Grading on a curve- forget your scholarship
Another portion of professors are big fans of ‘the cream rises to the top’ mentality. Whether they quietly curve their classes and purposefully test students beyond the material covered, these professors believe that the true merit of a student is found when they go past their supposed comfort zone. When I encountered professors like this, I was astounded. What sort of person expects you to know things you were never taught? What sort of teacher doesn’t teach but torments?
Of course, MIT’s official policy is to prohibit grading on a curve. But when most courses don’t explain how exams are graded until after the first one has already been taken, students don’t have a lot of resources to protest.
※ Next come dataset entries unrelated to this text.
use embedded_hal::delay::DelayNs;

use crate::{
    annunciator::{Annunciator, Indicator, TextDisplay},
    consts,
    input::SignalSource,
    melody,
    state::{self, NetworkState},
    tone::{PwmSlice, ToneGenerator},
};

/// The polling loop: sample, classify, annunciate, wait, forever.
///
/// Owns every peripheral handle. Nothing survives from one tick to the next
/// apart from what the display buffer itself retains.
pub struct Engine<S, I, T, P, D> {
    signals: S,
    annunciator: Annunciator<I, T>,
    tones: ToneGenerator<P>,
    delay: D,
}

impl<S, I, T, P, D> Engine<S, I, T, P, D>
where
    S: SignalSource,
    I: Indicator,
    T: TextDisplay,
    P: PwmSlice,
    D: DelayNs,
{
    /// Takes ownership of the peripherals and puts the outputs in their
    /// power-on state.
    pub fn new(signals: S, indicator: I, display: T, pwm: P, delay: D) -> Self {
        let tones = ToneGenerator::new(pwm);
        let mut annunciator = Annunciator::new(indicator, display);
        annunciator.power_on();

        Self {
            signals,
            annunciator,
            tones,
            delay,
        }
    }

    /// One full iteration. Blocks for the tick delay plus whatever the
    /// annunciation of the sampled state blocks for.
    pub fn tick(&mut self) -> NetworkState {
        let inputs = self.signals.sample();
        let state = state::classify(inputs);
        log::trace!("a={} b={} -> {}", inputs.signal_a, inputs.signal_b, state);

        self.annunciator
            .annunciate(state, &mut self.tones, &mut self.delay);
        self.delay.delay_ms(consts::TICK_DELAY_MS);

        state
    }

    pub fn run(&mut self) -> ! {
        log::info!("Entering polling loop ({}ms tick)", consts::TICK_DELAY_MS);
        loop {
            self.tick();
        }
    }

    /// Ticks until `keep_running` returns false. Checked before every tick.
    pub fn run_while<F>(&mut self, mut keep_running: F)
    where
        F: FnMut() -> bool,
    {
        while keep_running() {
            self.tick();
        }
    }

    pub fn play_closing_melody(&mut self) {
        log::info!("Playing closing melody");
        melody::play_melody(&mut self.tones, &mut self.delay, &melody::closing_melody());
    }

    pub fn signals_mut(&mut self) -> &mut S {
        &mut self.signals
    }

    pub fn annunciator(&self) -> &Annunciator<I, T> {
        &self.annunciator
    }
}
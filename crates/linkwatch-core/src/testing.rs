//! Recording fakes for the collaborator traits. All fakes built from the same
//! [`Journal`] append to one ordered event list.

use std::{cell::RefCell, collections::VecDeque, rc::Rc};

use embedded_hal::delay::DelayNs;

use crate::{
    annunciator::{Indicator, TextDisplay},
    input::{RawInputs, SignalSource},
    state::IndicatorColor,
    tone::{ClockDivider, PwmSlice},
};

pub const TEST_CLOCK_HZ: u32 = 125_000_000;

#[derive(Debug, Clone, PartialEq, Eq)]
pub enum Event {
    Indicator(IndicatorColor),
    Draw { x: i32, y: i32, text: String },
    Flush,
    Clear,
    Divider(ClockDivider),
    Level(u16),
    Delay(u32),
}

impl Event {
    pub fn is_audio(&self) -> bool {
        matches!(self, Event::Divider(_) | Event::Level(_))
    }
}

#[derive(Default, Clone)]
pub struct Journal(Rc<RefCell<Vec<Event>>>);

impl Journal {
    fn push(&self, event: Event) {
        self.0.borrow_mut().push(event);
    }

    /// Drains everything recorded so far.
    pub fn take(&self) -> Vec<Event> {
        self.0.borrow_mut().drain(..).collect()
    }
}

pub struct RecordingIndicator(Journal);

impl RecordingIndicator {
    pub fn new(journal: &Journal) -> Self {
        Self(journal.clone())
    }
}

impl Indicator for RecordingIndicator {
    fn show(&mut self, color: IndicatorColor) {
        self.0.push(Event::Indicator(color));
    }
}

pub struct RecordingDisplay {
    journal: Journal,
    fail: bool,
}

impl RecordingDisplay {
    pub fn new(journal: &Journal) -> Self {
        Self {
            journal: journal.clone(),
            fail: false,
        }
    }

    /// A display whose every operation is recorded and then reported failed.
    pub fn failing(journal: &Journal) -> Self {
        Self {
            journal: journal.clone(),
            fail: true,
        }
    }

    fn outcome(&self) -> Result<(), &'static str> {
        if self.fail { Err("bus nak") } else { Ok(()) }
    }
}

impl TextDisplay for RecordingDisplay {
    type Error = &'static str;

    fn draw_text(&mut self, x: i32, y: i32, text: &str) -> Result<(), Self::Error> {
        self.journal.push(Event::Draw {
            x,
            y,
            text: text.to_string(),
        });
        self.outcome()
    }

    fn flush(&mut self) -> Result<(), Self::Error> {
        self.journal.push(Event::Flush);
        self.outcome()
    }

    fn clear(&mut self) -> Result<(), Self::Error> {
        self.journal.push(Event::Clear);
        self.outcome()
    }
}

pub struct RecordingPwm(Journal);

impl RecordingPwm {
    pub fn new(journal: &Journal) -> Self {
        Self(journal.clone())
    }
}

impl PwmSlice for RecordingPwm {
    fn clock_hz(&self) -> u32 {
        TEST_CLOCK_HZ
    }

    fn set_divider(&mut self, divider: ClockDivider) {
        self.0.push(Event::Divider(divider));
    }

    fn set_level(&mut self, level: u16) {
        self.0.push(Event::Level(level));
    }
}

pub struct RecordingDelay(Journal);

impl RecordingDelay {
    pub fn new(journal: &Journal) -> Self {
        Self(journal.clone())
    }
}

impl DelayNs for RecordingDelay {
    fn delay_ns(&mut self, ns: u32) {
        self.0.push(Event::Delay(ns / 1_000_000));
    }

    fn delay_ms(&mut self, ms: u32) {
        self.0.push(Event::Delay(ms));
    }
}

/// Replays a fixed list of input pairs, then keeps returning the last one.
pub struct ScriptedSignals {
    script: VecDeque<RawInputs>,
    last: RawInputs,
}

impl ScriptedSignals {
    pub fn new(script: &[(bool, bool)]) -> Self {
        Self {
            script: script
                .iter()
                .map(|&(signal_a, signal_b)| RawInputs { signal_a, signal_b })
                .collect(),
            last: RawInputs::default(),
        }
    }
}

impl SignalSource for ScriptedSignals {
    fn sample(&mut self) -> RawInputs {
        if let Some(next) = self.script.pop_front() {
            self.last = next;
        }
        self.last
    }
}

/// Output line that records its level into a shared cell.
#[derive(Clone, Default)]
pub struct SharedLine(pub Rc<RefCell<Vec<bool>>>);

impl crate::annunciator::OutputLine for SharedLine {
    fn set_on(&mut self, on: bool) {
        self.0.borrow_mut().push(on);
    }
}

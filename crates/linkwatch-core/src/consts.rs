use embedded_graphics::pixelcolor::BinaryColor;

/// Pixel format of the status display (SSD1306 class panel).
pub type ColorType = BinaryColor;

pub const WIDTH: u32 = 128;
pub const HEIGHT: u32 = 64;

/// Left edge of every text line.
pub const TEXT_X: i32 = 5;
/// Vertical distance between the top of two consecutive lines.
pub const LINE_SPACING: i32 = 24;

/// Fixed pause at the end of every tick.
pub const TICK_DELAY_MS: u32 = 10;

/// Square-wave resolution: the PWM counter wraps after this many steps and
/// duty levels are expressed out of the same range.
pub const RESOLUTION_STEPS: u32 = 4096;

/// Frequency the buzzer slice is parked at while silent.
pub const IDLE_FREQUENCY_HZ: u32 = 100;

pub const ALERT_FREQUENCY_HZ: u32 = 1200;
pub const ALERT_DURATION_MS: u32 = 500;
pub const ALERT_PAUSE_MS: u32 = 500;
/// 25 % duty.
pub const ALERT_VOLUME: u16 = 1024;

/// 50 % duty.
pub const BEEP_VOLUME: u16 = 2048;
pub const BEEP_TRAILING_PAUSE_MS: u32 = 100;

pub const MELODY_GAP_MS: u32 = 50;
The number of classes where a ‘bell curve’ has both been used to determine grade cut off and posted for students to ruminate on – that number is all of my technical classes.
I’ve had a TA say to my face that he wrote the exam on material we hadn’t seen yet in order to get a ‘better distribution.’ What does that mean? A bell curve distribution of scores? A better distribution of resources for struggling students? I found out very quickly that it was the former; the latter had never crossed his mind.
More so, what sort of professor doesn’t realize that students rely on grades to maintain scholarships? Creating a class where only 1/4 (or less) of the students can achieve an ‘A’ is one where you are discouraging students from keeping their scholarship. My understanding of the material isn’t dependent on three other students understanding – after all, we could all be understanding it at an ‘A’ level.